What to produce: Write out again only the lines that run from the start of the entries to the line containing "the next listener.", both included.
Source data START
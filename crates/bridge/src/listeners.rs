use offscreen_protocol::{EventKind, EventRecord};
use std::collections::HashMap;
use std::rc::Rc;

/// A subscriber registered by a control library.
///
/// Returning `Err` is the listener's way of throwing; the dispatcher logs it
/// and carries on with the next listener.
pub type Listener = Rc<dyn Fn(&EventRecord) -> anyhow::Result<()>>;

pub fn listener<F>(f: F) -> Listener
where
    F: Fn(&EventRecord) -> anyhow::Result<()> + 'static,
{
    Rc::new(f)
}

#[derive(Debug, Clone, Copy, Default, PartialEq, Eq)]
pub struct ListenerOptions {
    /// Remove the listener after its first invocation.
    pub once: bool,
}

impl ListenerOptions {
    pub fn once() -> Self {
        Self { once: true }
    }
}

#[derive(Clone)]
pub(crate) struct Registration {
    pub(crate) listener: Listener,
    pub(crate) once: bool,
}

/// Outcome of one dispatch.
#[derive(Debug, Clone, Copy, Default, PartialEq, Eq)]
pub struct DispatchReport {
    pub invoked: usize,
    pub failed: usize,
}

/// Ordered listeners per event kind.
#[derive(Default)]
pub struct ListenerTable {
    by_kind: HashMap<EventKind, Vec<Registration>>,
}

impl ListenerTable {
    pub fn new() -> Self {
        Self::default()
    }

    /// Append `listener` for `kind`. Returns false if the same listener is
    /// already registered for that kind.
    pub fn add(&mut self, kind: EventKind, listener: Listener, options: ListenerOptions) -> bool {
        let list = self.by_kind.entry(kind).or_default();
        if list.iter().any(|r| Rc::ptr_eq(&r.listener, &listener)) {
            return false;
        }
        list.push(Registration {
            listener,
            once: options.once,
        });
        true
    }

    /// Remove the first registration of `listener` for `kind`.
    pub fn remove(&mut self, kind: EventKind, listener: &Listener) -> bool {
        let Some(list) = self.by_kind.get_mut(&kind) else {
            return false;
        };
        let Some(pos) = list.iter().position(|r| Rc::ptr_eq(&r.listener, listener)) else {
            return false;
        };
        list.remove(pos);
        if list.is_empty() {
            self.by_kind.remove(&kind);
        }
        true
    }

    pub fn count(&self, kind: EventKind) -> usize {
        self.by_kind.get(&kind).map_or(0, Vec::len)
    }

    pub fn is_empty(&self) -> bool {
        self.by_kind.is_empty()
    }

    /// Copy of the current registrations for `kind`, in order. Dispatch
    /// iterates the copy so listeners may mutate the table while running.
    pub(crate) fn snapshot(&self, kind: EventKind) -> Vec<Registration> {
        self.by_kind.get(&kind).cloned().unwrap_or_default()
    }
}
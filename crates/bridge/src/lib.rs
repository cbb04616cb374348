//! Render side of the bridge: receivers that impersonate an input element,
//! and the manager that routes records to them by `ProxyId`.
//!
//! # Invariants
//! - At most one receiver per `ProxyId`.
//! - Geometry changes only through `size` records.
//! - Every listener registered for a kind at dispatch time runs exactly once,
//!   in registration order, whatever the other listeners do.
//! - Listener tables are touched only from the render thread.

pub mod document;
pub mod listeners;
pub mod manager;
pub mod receiver;

pub use document::{DocumentShim, Style, VisibilityState};
pub use listeners::{DispatchReport, Listener, ListenerOptions, ListenerTable, listener};
pub use manager::{BridgeError, Delivery, ProxyManager};
pub use receiver::ElementProxyReceiver;
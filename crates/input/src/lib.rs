//! UI side of the bridge: the only code that touches host input APIs.
//!
//! # Invariants
//! - Records are posted in host event order.
//! - Touch events have their default prevented synchronously, inside the
//!   native handler, before the record is posted.
//! - After `dispose()` no native listener or layout observer remains attached.

pub mod host;
pub mod native;
pub mod proxy;
pub mod serialize;
pub mod transport;

pub use host::{HandlerId, HostElement, LayoutObserver, NativeHandler, SimulatedElement};
pub use native::{Modifiers, NativeEvent, PointerInfo, Position, WheelDelta};
pub use proxy::ElementProxy;
pub use serialize::serialize;
pub use transport::{ChannelTransport, Transport, TransportError};
use crate::scene::{Scene, SceneFactory, SceneInit};
use offscreen_bridge::{BridgeError, Delivery, ProxyManager};
use offscreen_common::{Geometry, ProxyId};
use offscreen_protocol::{EventData, Message, ProtocolError, decode};
use std::collections::BTreeMap;

/// Fatal errors from handling one inbound record.
#[derive(Debug, thiserror::Error)]
pub enum DispatchError {
    #[error(transparent)]
    Protocol(#[from] ProtocolError),
    #[error(transparent)]
    Bridge(#[from] BridgeError),
    #[error("proxy {0} is already started")]
    AlreadyStarted(ProxyId),
    #[error("scene init for proxy {id} failed: {source:#}")]
    SceneInit {
        id: ProxyId,
        #[source]
        source: anyhow::Error,
    },
}

/// Result of a successfully handled record.
#[derive(Debug, Clone, Copy, PartialEq, Eq)]
pub enum Outcome {
    Created,
    Started,
    Routed(Delivery),
    Disposed { existed: bool },
}

/// Maps each inbound record to its handler.
///
/// Owns the receivers and the scenes started on them.
pub struct CommandDispatcher {
    proxies: ProxyManager,
    factory: Box<dyn SceneFactory>,
    scenes: BTreeMap<ProxyId, Box<dyn Scene>>,
}

impl CommandDispatcher {
    pub fn new(factory: Box<dyn SceneFactory>) -> Self {
        Self {
            proxies: ProxyManager::new(),
            factory,
            scenes: BTreeMap::new(),
        }
    }

    /// Decode a JSON wire record and handle it.
    pub fn handle_raw(&mut self, raw: &str) -> Result<Outcome, DispatchError> {
        let msg = decode(raw)?;
        self.handle(msg)
    }

    pub fn handle(&mut self, msg: Message) -> Result<Outcome, DispatchError> {
        match msg {
            Message::MakeProxy { id } => {
                self.proxies.make_proxy(id)?;
                Ok(Outcome::Created)
            }
            Message::Start { id, surface } => {
                if self.scenes.contains_key(&id) {
                    return Err(DispatchError::AlreadyStarted(id));
                }
                let input_element = self.proxies.get_proxy(&id)?;
                let scene = self
                    .factory
                    .init(SceneInit {
                        surface,
                        input_element,
                    })
                    .map_err(|source| DispatchError::SceneInit {
                        id: id.clone(),
                        source,
                    })?;
                tracing::info!(proxy = %id, width = surface.width, height = surface.height, "scene started");
                self.scenes.insert(id, scene);
                Ok(Outcome::Started)
            }
            Message::Event { id, data } => {
                Ok(Outcome::Routed(self.proxies.handle_event(&id, &data)))
            }
            Message::Size {
                id,
                left,
                top,
                width,
                height,
            } => {
                let data = EventData::from(Geometry::new(left, top, width, height));
                Ok(Outcome::Routed(self.proxies.handle_event(&id, &data)))
            }
            Message::DisposeProxy { id } => {
                self.scenes.remove(&id);
                let existed = self.proxies.dispose_proxy(&id);
                Ok(Outcome::Disposed { existed })
            }
        }
    }

    /// Render every started scene once.
    pub fn render_frame(&mut self, time: f64) -> Vec<(ProxyId, String)> {
        self.scenes
            .iter_mut()
            .map(|(id, scene)| (id.clone(), scene.render(time)))
            .collect()
    }

    pub fn proxies(&self) -> &ProxyManager {
        &self.proxies
    }

    pub fn scene_count(&self) -> usize {
        self.scenes.len()
    }
}
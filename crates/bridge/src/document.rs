use offscreen_common::ProxyId;
use std::cell::Cell;

#[derive(Debug, Clone, Copy, Default, PartialEq, Eq)]
pub enum VisibilityState {
    #[default]
    Visible,
    Hidden,
}

/// The render context has no document. This record carries the few
/// document fields control libraries read, shared by every receiver.
#[derive(Debug, Default)]
pub struct DocumentShim {
    visibility: Cell<VisibilityState>,
}

impl DocumentShim {
    pub fn new() -> Self {
        Self::default()
    }

    pub fn visibility_state(&self) -> VisibilityState {
        self.visibility.get()
    }

    pub fn set_visibility_state(&self, state: VisibilityState) {
        self.visibility.set(state);
    }

    pub fn is_hidden(&self) -> bool {
        self.visibility.get() == VisibilityState::Hidden
    }

    /// Pointer lock can't cross contexts, so nothing ever holds it.
    pub fn pointer_lock_element(&self) -> Option<&ProxyId> {
        None
    }
}

/// Inline style bag. Writes are accepted and discarded.
#[derive(Debug, Default)]
pub struct Style;

impl Style {
    pub fn set(&self, property: &str, value: &str) {
        tracing::trace!(property, value, "style write ignored");
    }

    pub fn get(&self, _property: &str) -> Option<&str> {
        None
    }
}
Source data END
Response for this exercise:
filename crates/bridge/src/listeners.rs
use offscreen_protocol::{EventKind, EventRecord};
use std::collections::HashMap;
use std::rc::Rc;

/// A subscriber registered by a control library.
///
/// Returning `Err` is the listener's way of throwing; the dispatcher logs it
/// and carries on with the next listener.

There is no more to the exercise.